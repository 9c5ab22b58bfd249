use bson::{Bson, DateTime, doc};
use tracing::debug;

use super::{CreateOptions, CreateResponse, DocumentBatch, Model, api_version};
use crate::access::AccessAction;
use crate::document::{
    API_VERSION, CREATED_AT, CREATED_BY, Document, HISTORY, ID, VERSION, new_id, remove_internal_properties,
};
use crate::error::{ModelError, ModelResult};
use crate::hook::HookType;
use crate::search::index_task;
use crate::transform::FieldHook;
use crate::validator::ValidationMode;

impl Model {
    /// Creates one or more documents.
    ///
    /// `internals` are merged into every document after validation, which is
    /// how callers set properties such as `_createdBy` themselves.
    ///
    /// The batch is all-or-nothing up to persistence: a validation fault in
    /// any document, or a failing `beforeCreate` hook for any document,
    /// rejects the whole batch. `afterCreate` hooks and search indexing run
    /// detached and never fail the request.
    pub async fn create(
        &self,
        documents: impl Into<DocumentBatch>,
        internals: Document,
        options: CreateOptions,
    ) -> ModelResult<CreateResponse> {
        self.ensure_connected().await?;

        let DocumentBatch(documents) = documents.into();
        debug!(collection = %self.name, count = documents.len(), "creating documents");

        let documents: Vec<Document> = documents
            .into_iter()
            .map(|document| {
                let mut document = if options.remove_internal_properties {
                    remove_internal_properties(document)
                } else {
                    document
                };
                self.apply_defaults(&mut document);
                document
            })
            .collect();

        let permitted = self.authorize(AccessAction::Create, options.client.as_ref()).await?;
        if options.validate {
            self.validator(&permitted)
                .validate_documents(&documents, ValidationMode::Create)
                .map_err(ModelError::Validation)?;
        }

        let created_at = DateTime::now().timestamp_millis();
        let api_version = api_version(&options.request);
        let documents: Vec<Document> = documents
            .into_iter()
            .map(|mut document| {
                document.insert(CREATED_AT, created_at);
                if let Some(client) = &options.client {
                    document.insert(CREATED_BY, client.client_id.clone());
                }
                if let Some(version) = &api_version {
                    document.insert(API_VERSION, version.clone());
                }
                document.extend(internals.clone());

                // `_id` leads, the way MongoDB stores it.
                let id = document.remove(ID).unwrap_or_else(|| Bson::String(new_id()));
                let mut stored = doc! { ID: id };
                stored.extend(document);

                stored.insert(VERSION, 1_i64);
                if self.history.is_some() {
                    stored.insert(HISTORY, Bson::Array(Vec::new()));
                }
                stored
            })
            .collect();

        let documents = self.transform_all(documents, FieldHook::BeforeSave).await?;

        let ctx = self.hook_context(HookType::BeforeCreate, &options.request);
        let documents = self.chain(HookType::BeforeCreate).run_batch(documents, &ctx).await?;

        let results = self.storage.insert(documents, &self.name).await?;
        debug!(collection = %self.name, count = results.len(), "documents created");

        self.detach(index_task(self.search.clone(), self.name.clone(), results.clone()))
            .await;
        self.detach(
            self.chain(HookType::AfterCreate)
                .best_effort(results.clone(), self.hook_context(HookType::AfterCreate, &options.request)),
        )
        .await;

        let results = self.transform_all(results, FieldHook::AfterSave).await?;
        let results = self.format(results, options.raw_output, options.compose).await?;

        Ok(CreateResponse { results })
    }
}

——————

Check the entries above for the word "ModelResult" and copy every line where it turns up.

## [YOUR RESPONSE]
use crate::error::{ModelError, ModelResult};
    ) -> ModelResult<CreateResponse> {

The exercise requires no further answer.